8. De zondaar leent zonder terug te geven,
maar wie God dient deelt uit met milde hand.
Gezegenden zullen in vrede leven
maar de vervloekten vallen door de mand.
Als God je liefhebt loop je vast en zeker
en val je, dan helpt Hij je uit de brand.
9. Steeds zag ik in de jaren van mijn leven
dat God zijn kinderen nooit vallen laat.
Wie met Hem leeft heeft altijd wat te geven,
zijn kinderen en armen in de straat.
Hij leent vrijuit en is vol mededogen,
een zegen voor wie hem het naaste staat.
10. Doe wat God wil, dan zul je eeuwig wonen
in ’t land dat Hij je tot een woonplaats geeft.
Want wie Hem trouw is zal Hij trouw betonen
maar niet de zondaar die in zonde leeft.
Hij zal zelfs met al zijn nakomelingen
vergaan omdat hij God vergeten heeft.
11. Wie van God houdt zal wijze woorden spreken,
de wet van God is in zijn hart geplant.
Zijn levenswandel is een zichtbaar teken,
hij struikelt niet, God houdt hem aan de hand.
De zondaar zoekt een kans om hem te doden,
God spreekt zijn kind vrij, breekt de tegenstand.
12. Blijf altijd alles van de Heer verwachten,
Hij wijst je steeds de weg die je mag gaan.
Zijn hand verdelgt de boze tegenkrachten,
jij zult voor allen in hoog aanzien staan.
En in het land waar je gerust mag leven
wijst God je zelf een vaste woonplaats aan.

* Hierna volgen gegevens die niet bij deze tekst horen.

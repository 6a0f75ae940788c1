//! Typeahead suggestions over the structure table, matching on code,
//! description, or either combined order.

use ahash::AHashSet;
use serde::Serialize;

use crate::types::Structure;

/// One suggestion: the display label and the code to select on pick.
#[derive(Debug, Clone, PartialEq, Eq, Serialize)]
pub struct Suggestion {
    pub label: String,
    pub code: String,
}

/// Case-insensitive substring search. An empty term yields nothing; rows
/// missing a code or description are skipped; duplicate labels keep their
/// first occurrence.
pub fn search_structures(term: &str, structures: &[Structure]) -> Vec<Suggestion> {
    let term = term.trim().to_lowercase();
    if term.is_empty() {
        return Vec::new();
    }

    let mut seen = AHashSet::new();
    let mut out = Vec::new();
    for s in structures {
        let code = s.code.as_str();
        let description = s.description.trim();
        if code.is_empty() || description.is_empty() {
            continue;
        }
        let label = format!("{code} - {description}");
        // The label contains both halves, so matching it covers code-only
        // and description-only terms; the swapped order covers terms typed
        // "description - code".
        let matched = label.to_lowercase().contains(&term)
            || format!("{description} - {code}").to_lowercase().contains(&term);
        if matched && seen.insert(label.clone()) {
            out.push(Suggestion {
                label,
                code: code.to_string(),
            });
        }
    }
    out
}
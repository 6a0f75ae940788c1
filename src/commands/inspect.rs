use anyhow::Result;

use crate::cli::{Cli, InspectArgs};
use crate::filter;
use crate::search;
use crate::session::Session;

pub fn run(cli: &Cli, args: &InspectArgs) -> Result<()> {
    if cli.verbose > 0 {
        eprintln!(
            "[inspect] oae={} snv={}",
            args.oae.display(),
            args.snv.display()
        );
    }

    let pair = Session::new().load(&args.oae, &args.snv)?;
    if cli.verbose > 0 {
        eprintln!(
            "[inspect] loaded {} segments, {} structures ({})",
            pair.segments.len(),
            pair.structures.len(),
            pair.crs
        );
    }

    if let Some(term) = &args.search {
        let suggestions = search::search_structures(term, &pair.structures);
        if args.json {
            println!("{}", serde_json::to_string_pretty(&suggestions)?);
        } else {
            for suggestion in &suggestions {
                println!("{}", suggestion.label);
            }
        }
        return Ok(());
    }

    let state = args.filters.to_state();
    let outcome = filter::apply(&pair, &state);
    let report = outcome.report();

    if args.json {
        println!("{}", serde_json::to_string_pretty(&report)?);
        return Ok(());
    }

    println!("Rodovias visíveis: {}", report.segment_count);
    println!("Obras visíveis: {}", report.structure_count);
    if report.empty {
        println!("Nenhum dado encontrado com os filtros selecionados.");
    }
    if cli.verbose > 0 {
        println!("UF: {}", report.options.regions.join(", "));
        println!("Tipo de obra: {}", report.options.categories.join(", "));
        println!("Rodovia: {}", report.options.routes.join(", "));
        println!("Tipo de conflito: {}", report.options.conflicts.join(", "));
        println!("Código SGO: {}", report.options.codes.join(", "));
    }
    Ok(())
}
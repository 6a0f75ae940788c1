#![doc = "OAE/SNV reconciliation and cascading-filter pipeline"]
pub mod cli;
pub mod commands;
mod common;
mod error;
mod filter;
mod io;
mod normalize;
mod project;
mod search;
mod session;
mod types;

#[doc(inline)]
pub use error::NormalizeError;

#[doc(inline)]
pub use normalize::{NormalizedPair, TARGET_CRS, load_pair};

#[doc(inline)]
pub use filter::{FilterOptions, FilterOutcome, FilterState, apply};

#[doc(inline)]
pub use project::Report;

#[doc(inline)]
pub use search::{Suggestion, search_structures};

#[doc(inline)]
pub use session::Session;

#[doc(inline)]
pub use types::{HighwaySegment, RouteCode, Structure, StructureCode};

#[doc(inline)]
pub use io::geojson::{segments_to_geojson, structures_to_geojson};
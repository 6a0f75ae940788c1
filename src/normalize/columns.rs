use ahash::AHashSet;
use polars::frame::DataFrame;

use crate::error::NormalizeError;

/// Canonical form of a header or dbase field name: trimmed, lowercased,
/// spaces replaced with underscores. Upstream files disagree on casing and
/// stray whitespace; everything downstream assumes these names.
pub(crate) fn canonical(name: &str) -> String {
    name.trim().to_lowercase().replace(' ', "_")
}

/// Apply header canonicalization to every column of a DataFrame.
pub(crate) fn canonicalize_headers(df: &mut DataFrame) -> Result<(), NormalizeError> {
    let names: Vec<String> = df
        .get_column_names()
        .iter()
        .map(|name| canonical(name.as_str()))
        .collect();
    df.set_column_names(names)?;
    Ok(())
}

/// Check once that `table` carries every column in `required`, reporting all
/// missing ones at once. Later stages index columns without re-checking.
pub(crate) fn require_columns(
    df: &DataFrame,
    table: &'static str,
    required: &[&str],
) -> Result<(), NormalizeError> {
    let have: AHashSet<&str> = df.get_column_names().iter().map(|n| n.as_str()).collect();
    let missing: Vec<String> = required
        .iter()
        .filter(|c| !have.contains(**c))
        .map(|c| c.to_string())
        .collect();
    if missing.is_empty() {
        Ok(())
    } else {
        Err(NormalizeError::MissingColumns {
            table,
            columns: missing,
        })
    }
}

#[cfg(test)]
mod tests {
    use super::*;
    use polars::prelude::*;

    #[test]
    fn canonical_strips_lowercases_and_underscores() {
        assert_eq!(canonical(" Latitude "), "latitude");
        assert_eq!(canonical("Tipo Obra"), "tipo_obra");
        assert_eq!(canonical("COD_SGO"), "cod_sgo");
    }

    #[test]
    fn missing_columns_are_all_reported() {
        let mut df = df!(" Latitude " => ["-5.1"], "UF" => ["MA"]).unwrap();
        canonicalize_headers(&mut df).unwrap();
        let err = require_columns(&df, "oae", &["latitude", "longitude", "cod_sgo"]).unwrap_err();
        match err {
            NormalizeError::MissingColumns { table, columns } => {
                assert_eq!(table, "oae");
                assert_eq!(columns, vec!["longitude", "cod_sgo"]);
            }
            other => panic!("unexpected error: {other}"),
        }
    }
}
pub mod inspect;
pub mod render;
//! Typed record schemas for the two datasets. Columns are resolved and
//! validated once at normalization time; everything downstream works on
//! these structs instead of string-keyed tables.

mod code;
mod segment;
mod structure;

pub use code::{RouteCode, StructureCode};
pub(crate) use code::{scrub, split_link_codes};
pub use segment::HighwaySegment;
pub use structure::Structure;
pub(crate) use structure::streetview_link;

13. Ik zag een goddeloze profiteren
van slimmigheidjes die hij had bedacht.
Zoals een boom; zijn groei is niet te keren,
zo werd hij rijker dan hij had gedacht.
Tot ik opeens zag dat hij was verdwenen,
hij was vergaan met al zijn praal en pracht.
14. Wie eerlijk en oprecht zijn in hun leven,
en vredelievend al hun wegen gaan,
zal God blijvend een goede toekomst geven.
Zo niet de zondaars die hun kwaad begaan,
zij zullen in de zwarte nacht verdwijnen
omdat zij slechts met lege handen staan.
15. De vromen vinden redding bij de Here,
Hij is hun burcht, hun toevlucht in de nood.
Hij heeft het kwaad ten goede willen keren,
zelfs als de vijand uit was op hun dood.
Zij leven veilig, die bij Vader schuilen
en prijzen Hem, hun God, want Hij is groot.